New York—and its ever-changing landscape—has long-inspired artistic expression. For centuries, artists made their homes along the Hudson Valley, inspired by the Hudson River’s breathtaking scenic beauty and changing interplay of light. In the 1800s, Thomas Cole—founder of the Hudson River School—settled in Catskill to the north while Jasper Cropsey settled in Hastings to the south. Featuring themes of romanticism, their bold and realistic paintings captured the brilliance of New York’s countryside.

It was not until the first decade of the twentieth century when artists turned their attention away from the state’s bucolic landscapes to the raucous urban scene of Manhattan. Instead of majestic mountain ranges, subjects were the arching bridges, swinging cranes, and streamlined ocean liners resting in the harbor. Throughout the 1920s and 1930s, artists took the elements of the Sublime, combined them with Modernism’s interest in structure and form, and applied them to the manmade industrial one—thereby creating a new visual vocabulary for the twentieth century: the Industrial Sublime.
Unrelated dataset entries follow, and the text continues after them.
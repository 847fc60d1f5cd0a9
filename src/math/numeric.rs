//! Small numeric helpers shared by the likelihood and the reports.

use crate::error::AppError;

/// Generate `steps` log-spaced points between `min` and `max` (inclusive).
pub fn log_space(min: f64, max: f64, steps: usize) -> Result<Vec<f64>, AppError> {
    if !(min.is_finite() && max.is_finite() && min > 0.0 && max > 0.0 && max > min) {
        return Err(AppError::new(
            2,
            format!("Invalid log-space range: min={min}, max={max} (must be finite, >0, and max>min)."),
        ));
    }
    if steps < 2 {
        return Err(AppError::new(2, "Log-space steps must be >= 2."));
    }

    let ln_min = min.ln();
    let ln_max = max.ln();
    let step = (ln_max - ln_min) / (steps as f64 - 1.0);

    let mut out = Vec::with_capacity(steps);
    for i in 0..steps {
        out.push((ln_min + step * i as f64).exp());
    }
    // Pin the endpoints so they stay inside a closed mass range.
    out[0] = min;
    out[steps - 1] = max;
    Ok(out)
}

/// `ln(Σ exp(x_i))` without overflow. Empty or all `-inf` input gives `-inf`.
pub fn log_sum_exp(values: &[f64]) -> f64 {
    let max = values.iter().copied().fold(f64::NEG_INFINITY, f64::max);
    if !max.is_finite() {
        return max;
    }
    let sum: f64 = values.iter().map(|v| (v - max).exp()).sum();
    max + sum.ln()
}

/// Quantile `q ∈ [0, 1]` of an ascending slice (linear between order statistics).
pub fn quantile_sorted(sorted: &[f64], q: f64) -> Option<f64> {
    if sorted.is_empty() || !(0.0..=1.0).contains(&q) {
        return None;
    }
    let pos = q * (sorted.len() as f64 - 1.0);
    let lo = pos.floor() as usize;
    let hi = pos.ceil() as usize;
    let frac = pos - lo as f64;
    Some(sorted[lo] * (1.0 - frac) + sorted[hi] * frac)
}
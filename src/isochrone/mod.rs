//! Isochrone model grids and magnitude lookups.
//!
//! - [`grid`]: one grid per metallicity, grouped into isochrone blocks by age
//! - [`accessor`]: isochrone selection, mass and age interpolation
//! - [`metallicity`]: the sorted set of grids and cross-metallicity lookups

pub mod accessor;
pub mod grid;
pub mod metallicity;

pub use accessor::{Isochrone, interpolate_across_age};
pub use grid::{IsochroneBlock, ModelGrid, ModelRow};
pub use metallicity::GridSet;
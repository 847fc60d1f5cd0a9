//! MIST-style `.cmd` model grid loader.
//!
//! A `.cmd` file is a whitespace table with `#` comment blocks. We need three
//! things out of it:
//!
//! - the metallicity: the comment line after the `Yinit Zinit [Fe/H] ...` header
//!   carries the values, `[Fe/H]` is read from the matching position
//! - the column header: the last comment line before the first data line
//! - the data rows: age, initial mass and the requested band columns
//!
//! Lines that fail to parse are skipped and reported, never fatal.

use std::fs;
use std::path::{Path, PathBuf};

use crate::error::AppError;
use crate::io::RowError;
use crate::io::corrections::MagnitudeCorrection;
use crate::isochrone::{GridSet, ModelGrid, ModelRow};

pub const AGE_COLUMN: &str = "log10_isochrone_age_yr";
pub const MASS_COLUMN: &str = "initial_mass";
const AGE_FALLBACK: usize = 1;
const MASS_FALLBACK: usize = 2;

/// MIST columns that are not photometric bands.
const NON_BAND_COLUMNS: &[&str] = &[
    "EEP",
    AGE_COLUMN,
    MASS_COLUMN,
    "star_mass",
    "log_Teff",
    "log_g",
    "log_L",
    "[Fe/H]_init",
    "[Fe/H]",
    "phase",
];

/// One parsed model file.
#[derive(Debug, Clone)]
pub struct ModelLoad {
    pub path: Option<PathBuf>,
    pub grid: ModelGrid,
    pub rows_read: usize,
    pub row_errors: Vec<RowError>,
}

#[derive(Debug, Default)]
struct Header {
    feh: Option<f64>,
    columns: Vec<String>,
}

fn comment_tokens(line: &str) -> Vec<&str> {
    line.trim_start()
        .trim_start_matches('#')
        .split_whitespace()
        .collect()
}

/// Scan the leading comment blocks of a model file.
fn scan_header(text: &str) -> Header {
    let mut header = Header::default();
    let mut feh_position: Option<usize> = None;

    for line in text.lines() {
        let trimmed = line.trim();
        if trimmed.is_empty() {
            continue;
        }
        if !trimmed.starts_with('#') {
            break;
        }
        let tokens = comment_tokens(trimmed);
        if let Some(pos) = feh_position.take() {
            header.feh = tokens.get(pos).and_then(|t| t.parse().ok());
        }
        if tokens.contains(&"Yinit") {
            feh_position = tokens.iter().position(|t| *t == "[Fe/H]");
        }
        // Separator lines (`# -----`) are never the column header.
        if !tokens.is_empty() && !tokens[0].starts_with("---") {
            header.columns = tokens.iter().map(|t| t.to_string()).collect();
        }
    }
    header
}

/// Photometric band columns of a model file.
pub fn band_columns(columns: &[String]) -> Vec<String> {
    columns
        .iter()
        .filter(|c| !NON_BAND_COLUMNS.contains(&c.as_str()))
        .cloned()
        .collect()
}

fn read_text(path: &Path) -> Result<String, AppError> {
    fs::read_to_string(path)
        .map_err(|e| AppError::new(2, format!("Failed to read model file '{}': {e}", path.display())))
}

fn parse_row(tokens: &[&str], age_idx: usize, mass_idx: usize, band_idx: &[usize]) -> Result<ModelRow, String> {
    let value = |i: usize| -> Result<f64, String> {
        let tok = tokens.get(i).ok_or_else(|| format!("missing column {i}"))?;
        tok.parse::<f64>()
            .map_err(|_| format!("column {i}: cannot parse '{tok}'"))
    };
    let magnitudes = band_idx.iter().map(|&i| value(i)).collect::<Result<Vec<_>, _>>()?;
    Ok(ModelRow {
        log_age: value(age_idx)?,
        initial_mass: value(mass_idx)?,
        magnitudes,
    })
}

/// Parse the text of one model file.
///
/// `bands` selects columns by header name; an empty list means every band column.
pub fn parse_model_grid(
    text: &str,
    bands: &[String],
    correction: Option<&MagnitudeCorrection>,
    source: &str,
) -> Result<ModelLoad, AppError> {
    let header = scan_header(text);
    let feh = header.feh.ok_or_else(|| {
        AppError::new(2, format!("Model file {source}: no [Fe/H] value after the Yinit/Zinit header."))
    })?;

    let find = |name: &str| header.columns.iter().position(|c| c == name);
    let age_idx = find(AGE_COLUMN).unwrap_or(AGE_FALLBACK);
    let mass_idx = find(MASS_COLUMN).unwrap_or(MASS_FALLBACK);

    let bands: Vec<String> = if bands.is_empty() {
        band_columns(&header.columns)
    } else {
        bands.to_vec()
    };
    if bands.is_empty() {
        return Err(AppError::new(2, format!("Model file {source}: no band columns found.")));
    }
    let band_idx = bands
        .iter()
        .map(|b| {
            find(b.as_str()).ok_or_else(|| {
                AppError::new(
                    2,
                    format!(
                        "Model file {source}: band '{b}' not in header. Available: {}",
                        band_columns(&header.columns).join(", ")
                    ),
                )
            })
        })
        .collect::<Result<Vec<_>, _>>()?;

    let mut rows = Vec::new();
    let mut row_errors = Vec::new();
    let mut rows_read = 0usize;

    for (idx, line) in text.lines().enumerate() {
        let trimmed = line.trim();
        if trimmed.is_empty() || trimmed.starts_with('#') {
            continue;
        }
        rows_read += 1;
        let tokens: Vec<&str> = trimmed.split_whitespace().collect();
        let parsed = parse_row(&tokens, age_idx, mass_idx, &band_idx);

        match parsed {
            Ok(row) => rows.push(row),
            Err(message) => row_errors.push(RowError {
                line: idx + 1,
                message,
            }),
        }
    }

    if !row_errors.is_empty() {
        log::warn!(
            "model file {source}: skipped {} of {rows_read} rows (first: line {}: {})",
            row_errors.len(),
            row_errors[0].line,
            row_errors[0].message
        );
    }

    if let Some(corr) = correction {
        corr.apply_rows(&bands, &mut rows);
    }

    let grid = ModelGrid::new(feh, bands, rows)
        .map_err(|e| AppError::new(3, format!("Model file {source}: {e}")))?;
    log::debug!(
        "model file {source}: [Fe/H]={feh}, {} ages, {} rows",
        grid.ages().len(),
        grid.row_count()
    );

    Ok(ModelLoad {
        path: None,
        grid,
        rows_read,
        row_errors,
    })
}

pub fn read_model_file(
    path: &Path,
    bands: &[String],
    correction: Option<&MagnitudeCorrection>,
) -> Result<ModelLoad, AppError> {
    let text = read_text(path)?;
    let mut load = parse_model_grid(&text, bands, correction, &path.display().to_string())?;
    load.path = Some(path.to_path_buf());
    Ok(load)
}

/// Model files with extension `ext` in `dir`, sorted by path.
pub fn model_files(dir: &Path, ext: &str) -> Result<Vec<PathBuf>, AppError> {
    let entries = fs::read_dir(dir)
        .map_err(|e| AppError::new(2, format!("Failed to read model directory '{}': {e}", dir.display())))?;
    let mut files: Vec<PathBuf> = entries
        .filter_map(|e| e.ok().map(|e| e.path()))
        .filter(|p| p.is_file() && p.extension().is_some_and(|x| x == ext))
        .collect();
    files.sort();
    Ok(files)
}

/// Load every model file in `dir` into a [`GridSet`].
pub fn load_model_dir(
    dir: &Path,
    ext: &str,
    bands: &[String],
    correction: Option<&MagnitudeCorrection>,
) -> Result<GridSet, AppError> {
    let files = model_files(dir, ext)?;
    if files.is_empty() {
        return Err(AppError::new(
            3,
            format!("No *.{ext} model files in '{}'.", dir.display()),
        ));
    }

    let mut grids = Vec::with_capacity(files.len());
    for path in &files {
        grids.push(read_model_file(path, bands, correction)?.grid);
    }
    let set = GridSet::new(grids)?;
    let (age_lo, age_hi) = set.age_range();
    log::info!(
        "loaded {} model grids from {}: [Fe/H] {:?}, log age {age_lo}..{age_hi}",
        files.len(),
        dir.display(),
        set.feh_list()
    );
    Ok(set)
}

#[cfg(test)]
pub(crate) mod fixtures {
    /// A small MIST-like file: two ages, three masses, bands B and V.
    pub fn mist_text(feh: f64, offset: f64) -> String {
        let mut s = String::new();
        s.push_str("# MIST version number  = 1.2\n");
        s.push_str("# --------------------------------------------------------------------------------------\n");
        s.push_str("#  Yinit        Zinit   [Fe/H]   [a/Fe]  v/vcrit\n");
        s.push_str(&format!("#  0.2703  1.42857E-02   {feh:5.2}     0.00     0.40\n"));
        s.push_str("# --------------------------------------------------------------------------------------\n");
        s.push_str("# number of isochrones =    2\n");
        s.push_str("#    1   2   3   4   5   6\n");
        s.push_str("#   EEP   log10_isochrone_age_yr   initial_mass   star_mass   Bessell_B   Bessell_V\n");
        for (age, shift) in [(8.0, 0.0), (9.0, 1.0)] {
            for (mass, b, v) in [(0.5, 6.0, 5.0), (1.0, 5.0, 4.0), (1.5, 4.0, 3.0)] {
                s.push_str(&format!(
                    "  202  {age:.6E}  {mass:.6E}  {mass:.4}  {:.4}  {:.4}\n",
                    b + shift + offset,
                    v + shift + offset
                ));
            }
        }
        s
    }
}

#[cfg(test)]
mod tests {
    use super::fixtures::mist_text;
    use super::*;

    fn bands() -> Vec<String> {
        vec!["Bessell_B".into(), "Bessell_V".into()]
    }

    #[test]
    fn parses_metadata_header_and_rows() {
        let load = parse_model_grid(&mist_text(-0.25, 0.0), &bands(), None, "test").unwrap();
        assert_eq!(load.grid.feh(), -0.25);
        assert_eq!(load.rows_read, 6);
        assert!(load.row_errors.is_empty());
        assert_eq!(load.grid.ages(), &[8.0, 9.0]);
        assert_eq!(load.grid.get_magnitude(1.0, 9.0, 1), 5.0);
        assert_eq!(load.grid.bands(), bands().as_slice());
    }

    #[test]
    fn empty_band_list_selects_photometric_columns() {
        let load = parse_model_grid(&mist_text(0.0, 0.0), &[], None, "test").unwrap();
        assert_eq!(load.grid.bands(), bands().as_slice());
    }

    #[test]
    fn bad_rows_are_skipped_and_reported() {
        let mut text = mist_text(0.0, 0.0);
        text.push_str("  202  9.5E+00  oops  1.0  1.0  1.0\n");
        text.push_str("  202  9.5E+00\n");
        let load = parse_model_grid(&text, &bands(), None, "test").unwrap();
        assert_eq!(load.rows_read, 8);
        assert_eq!(load.row_errors.len(), 2);
        assert_eq!(load.grid.row_count(), 6);
    }

    #[test]
    fn unknown_band_and_missing_metallicity_fail() {
        let err = parse_model_grid(&mist_text(0.0, 0.0), &["Gaia_G".into()], None, "test").unwrap_err();
        assert_eq!(err.exit_code(), 2);
        assert!(err.to_string().contains("Bessell_B"));

        let text = "# EEP log10_isochrone_age_yr initial_mass V\n 1 8.0 1.0 4.0\n";
        assert!(parse_model_grid(text, &[], None, "test").is_err());
    }

    #[test]
    fn header_fallback_columns() {
        let text = "#  Yinit Zinit [Fe/H]\n#  0.27 0.014 0.10\n# a b c V\n 1 8.0 1.0 4.0\n 1 8.0 2.0 3.0\n";
        let load = parse_model_grid(text, &["V".into()], None, "test").unwrap();
        assert_eq!(load.grid.feh(), 0.1);
        assert_eq!(load.grid.mass_range(), (1.0, 2.0));
    }

    #[test]
    fn loads_a_directory_in_sorted_order() {
        let dir = std::env::temp_dir().join(format!("cmdfit-models-{}", std::process::id()));
        fs::create_dir_all(&dir).unwrap();
        fs::write(dir.join("b.cmd"), mist_text(0.5, 0.5)).unwrap();
        fs::write(dir.join("a.cmd"), mist_text(-0.5, -0.5)).unwrap();
        fs::write(dir.join("notes.txt"), "ignore me").unwrap();

        let files = model_files(&dir, "cmd").unwrap();
        assert_eq!(files.len(), 2);
        assert!(files[0].ends_with("a.cmd"));

        let set = load_model_dir(&dir, "cmd", &bands(), None).unwrap();
        assert_eq!(set.feh_list(), &[-0.5, 0.5]);
        assert!((set.get_magnitude_at(8.0, 1.0, 0.0, 1, None) - 4.0).abs() < 1e-12);
        assert!(load_model_dir(&dir, "iso", &bands(), None).is_err());

        fs::remove_dir_all(&dir).unwrap();
    }
}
A major figure in the abstract expressionist movement, Jackson Pollack joined the Mexican muralist David Alfaro Siqueiros’s Experimental Workshop in New York. Here, he studied unorthodox mediums and techniques, including the use of liquid paint, which he later adapted in his large drip paintings to achieve a more immediate means of creating art. As the paint flowed from his chosen tool onto the canvas, he added a new dimension to painting by applying paint from all directions.

A leading figure in the NYC pop art movement, Andy Warhol’s work explores the relationship between artistic expression, celebrity culture, and advertisement that flourished by the 1960s. Between 1962 to 1984, Andy Warhol’s silver-painted, foil-draped studio, The Factory, was a NYC Mecca for artists, intellectuals, playwrights, Bohemian street people, Hollywood celebrities, and drag queens. The 1960s in particular ignited an impressive and wildly prolific time in Warhol’s life, extending into the early 1970s, where he produced his most iconic works.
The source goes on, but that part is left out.